When I was young, we found a shop that sold wonderful apple juice. We'd share it out between us  and I would linger over my glass and wish I had more. So one month I decided to save up my pocket money and buy a bottle all for myself. And  did. But somehow, although I now had more, it wasn't the same, it didn't taste as good....Despite having achieved my goal, I was still dissatisfied...

Why? I had got what I thought I wanted. I had more but it wasn't enough, somehow there was still more "more" out there. Timothy Miller suggests this is a common human experience and that the drive for more stands in the way of our happiness and enjoyment of now.

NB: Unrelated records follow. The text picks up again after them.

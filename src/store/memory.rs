// SPDX-FileCopyrightText: 2026 Bruno Meilick
// SPDX-License-Identifier: LicenseRef-Ata-FreeUse-NoCopy-NoDerivatives
//
// All rights reserved.
//
// This file is part of Ata and is proprietary software.
// Unauthorized copying, modification, or distribution is prohibited.

use std::collections::BTreeMap;
use std::sync::{Mutex, MutexGuard, PoisonError};

use crate::model::{Form, FormId, FormSummary};

use super::{FormBackend, StoreError};

/// Keeps forms in a process-local map. Nothing survives a restart.
#[derive(Debug, Default)]
pub struct MemoryBackend {
    forms: Mutex<BTreeMap<FormId, Form>>,
}

impl MemoryBackend {
    fn forms(&self) -> MutexGuard<'_, BTreeMap<FormId, Form>> {
        self.forms.lock().unwrap_or_else(PoisonError::into_inner)
    }
}

impl FormBackend for MemoryBackend {
    fn get(&self, form_id: &FormId) -> Result<Option<Form>, StoreError> {
        Ok(self.forms().get(form_id).cloned())
    }

    fn put(&self, form: &Form) -> Result<(), StoreError> {
        self.forms().insert(form.id().clone(), form.clone());
        Ok(())
    }

    fn delete(&self, form_id: &FormId) -> Result<bool, StoreError> {
        Ok(self.forms().remove(form_id).is_some())
    }

    fn list(&self) -> Result<Vec<FormSummary>, StoreError> {
        Ok(self.forms().values().map(Form::summary).collect())
    }
}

Miller, Timothy (1995) How to want what you have: Discovering the magic and grandeur of ordinary existence, New York, New York, Avon Books.
Evolution and instinctive drives
According to Miller, the desire for more comes from our evolutionary psychology.  Darwinian “selfish gene” (the idea that genes that add survival and reproduction are more likely to be passed on than those that don’t), is sometimes taken to mean our genes should  drive us to reproduce as often as we can. Miller suggests that the situation is more complex. We are not programmed simply to reproduce, but to reproduce successfully (in terms of producing healthy offspring who survive to reproducible age). For this we need to find a healthy (and successful) partner, with good genes and an environment where the offspring will be protected and looked after; and the more healthy, wealthy, successful and popular we are, the more likely we are to attract a good mate.  
Miller proposes that humans are geared to instinctive seek for three prerequisites to reproductive success:
Wealth  - an indicator of  being stronger, smarter, healthier or more industrious than others around you. Any surplus wealth  provides the opportunity to “buy” goods and favours so there is no limit of "enough" wealth.
Status  - in larger societies, status tended to depend on what an individual contributed to the survival of the society (a great warrior, hunter, healer etc).  In our modern world, status is a much more complex concept since there is no single status hierarchy (for example, we might be low in the pecking order at work, even when we are the head of our extended family). Even if you are temporarily top of your status hierarchy,  there is always the threat of loosing that position which drives the individual to constantly seek higher status. Plus where there is no agreed hierarchy, what kind of status should you seek?
Love - a slightly confusing term in modern life. In this context it, refers to altruism -  either kin (people with the same genes who have a vested interest in your genes continuing) or reciprocal (you scratch my back because I’ll scratch yours). So the bigger loving family you have, and the more good friends, the better.
Unfortunately, from an evolutionary perspective, there is no level that equates to “enough” wealth or status or love and so our instinctive drive is to endlessly seek for “more”.
How to want what you have

This drive for more is hardwired and is beyond our voluntary control but Miller suggest that we can learn to influence these involuntary functions indirectly using ideas from cognitive therapy. He suggest there are three things we need :
Compassion - recognising with empathy that other people are driven by the same basic drives as yourself even though they choose different strategies in their pursuit of wealth, status and love. And then acting compassionately in what we say and do.
Attention - being totally aware and focused on what is, in the here and now, without making any value judgement to label it as good or bad unless it is necessary to do so (when there is something you can do about the situation, and when doing that results in more good than harm). Unnecessary value judgements stunt curiosity and experience and perpetuate the insidious desire for things to be different.
Gratitude - relates to how you experience the world at a deeper level  than value judgements which just label experiences as good or bad. How you interpret the ambiguous stimulus of everyday life and perceive the world is, to some extent, a choice and is filtered through our interpretation, experience and expectation. By practicing gratitude, we modify the filter to one that promotes satisfaction and happiness "There is nothing either good or bad, but thinking makes it so." - Hamlet ,. Shakespeare; Act II, scene ii
Why does it matter?
Why does the drive for “more” matter? Isn’t this what leads us to strive and to achieve? What’s wrong with always wanting more?
Miller suggests its the cause of much unhappiness and dissatisfaction, and the negative emotions and behavior that go with that, such as greed, aggression. The drives for wealth, status and love are instinctive and involuntary and hardwired into our being but they evolved to deal with a very different environment than the one in which we now live. By practicing compassion, attention and gratitude we can quieten the voice of these drives which gives us space to consciously choose what we want to strive for and the opportunity to act consciously rather than simple re-act..  

What to do..... 

Try building a regular habit of compassion, attention and gratitude into your daily life. Miller has lots of suggestions for how to do this.